▶ Records for the task:
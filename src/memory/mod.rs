//! 记忆层：单个任务内的尝试历史（反馈与模型尝试），用于构建 Planner 上下文

pub mod history;

pub use history::{HistoryBuffer, HistoryEntry};
//! OpenAI 兼容 API 客户端
//!
//! 通过 async_openai 调用任意 OpenAI 兼容端点（可配置 base_url）；DeepSeek、OpenAI、自建代理均走此实现。

use async_openai::config::OpenAIConfig;
use async_openai::types::chat::{
    ChatCompletionRequestMessage, ChatCompletionRequestSystemMessageArgs,
    ChatCompletionRequestUserMessageArgs, CreateChatCompletionRequestArgs,
};
use async_openai::Client;
use async_trait::async_trait;

use crate::llm::{LlmClient, Message, Role};

/// OpenAI 兼容客户端：持有 Client 与 model 名，complete 时转 Message 为 API 格式并取首条 content
pub struct OpenAiClient {
    client: Client<OpenAIConfig>,
    model: String,
}

impl OpenAiClient {
    pub fn new(base_url: Option<&str>, model: &str, api_key: &str) -> Self {
        let config = match base_url {
            Some(url) => OpenAIConfig::new().with_api_base(url).with_api_key(api_key),
            None => OpenAIConfig::new().with_api_key(api_key),
        };

        Self {
            client: Client::with_config(config),
            model: model.to_string(),
        }
    }

    fn to_openai_messages(
        &self,
        messages: &[Message],
    ) -> Result<Vec<ChatCompletionRequestMessage>, String> {
        messages
            .iter()
            .map(|m| {
                let built = match m.role {
                    Role::System => ChatCompletionRequestSystemMessageArgs::default()
                        .content(m.content.clone())
                        .build()
                        .map(ChatCompletionRequestMessage::System),
                    Role::User => ChatCompletionRequestUserMessageArgs::default()
                        .content(m.content.clone())
                        .build()
                        .map(ChatCompletionRequestMessage::User),
                };
                built.map_err(|e| e.to_string())
            })
            .collect()
    }
}

#[async_trait]
impl LlmClient for OpenAiClient {
    fn model_name(&self) -> &str {
        &self.model
    }

    async fn complete(&self, messages: &[Message]) -> Result<String, String> {
        let request = CreateChatCompletionRequestArgs::default()
            .model(&self.model)
            .messages(self.to_openai_messages(messages)?)
            .build()
            .map_err(|e| e.to_string())?;

        let response = self
            .client
            .chat()
            .create(request)
            .await
            .map_err(|e| e.to_string())?;

        if let Some(usage) = &response.usage {
            tracing::debug!(
                model = %self.model,
                prompt_tokens = usage.prompt_tokens,
                completion_tokens = usage.completion_tokens,
                "llm usage"
            );
        }

        let content = response
            .choices
            .first()
            .and_then(|c| c.message.content.clone())
            .unwrap_or_default();

        Ok(content)
    }
}
//! TaskPilot - 自然语言任务到 Shell 脚本的交互式助手
//!
//! 模块划分：
//! - **config**: 应用配置加载（TOML + 环境变量）
//! - **core**: 错误、状态、纯状态机、编排器
//! - **exec**: 临时脚本与子进程执行
//! - **llm**: LLM 客户端抽象与实现（OpenAI 兼容 / DeepSeek / Mock）
//! - **memory**: 重试历史
//! - **observability**: tracing 初始化
//! - **plan**: Planner 请求与计划解析
//! - **platform**: 操作系统族与脚本方言
//! - **ui**: UI 事件、事件出口、终端前端

pub mod config;
pub mod core;
pub mod exec;
pub mod llm;
pub mod memory;
pub mod observability;
pub mod plan;
pub mod platform;
pub mod ui;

▶ Exercise: Output exactly the lines of the material above from the one containing "Role::User => ChatCompletionRequestUserMessageArgs::default()" up to and including the one containing "- **memory**: 重试历史".

▶ Your solution:
                    Role::User => ChatCompletionRequestUserMessageArgs::default()
                        .content(m.content.clone())
                        .build()
                        .map(ChatCompletionRequestMessage::User),
                };
                built.map_err(|e| e.to_string())
            })
            .collect()
    }
}

#[async_trait]
impl LlmClient for OpenAiClient {
    fn model_name(&self) -> &str {
        &self.model
    }

    async fn complete(&self, messages: &[Message]) -> Result<String, String> {
        let request = CreateChatCompletionRequestArgs::default()
            .model(&self.model)
            .messages(self.to_openai_messages(messages)?)
            .build()
            .map_err(|e| e.to_string())?;

        let response = self
            .client
            .chat()
            .create(request)
            .await
            .map_err(|e| e.to_string())?;

        if let Some(usage) = &response.usage {
            tracing::debug!(
                model = %self.model,
                prompt_tokens = usage.prompt_tokens,
                completion_tokens = usage.completion_tokens,
                "llm usage"
            );
        }

        let content = response
            .choices
            .first()
            .and_then(|c| c.message.content.clone())
            .unwrap_or_default();

        Ok(content)
    }
}
//! TaskPilot - 自然语言任务到 Shell 脚本的交互式助手
//!
//! 模块划分：
//! - **config**: 应用配置加载（TOML + 环境变量）
//! - **core**: 错误、状态、纯状态机、编排器
//! - **exec**: 临时脚本与子进程执行
//! - **llm**: LLM 客户端抽象与实现（OpenAI 兼容 / DeepSeek / Mock）
//! - **memory**: 重试历史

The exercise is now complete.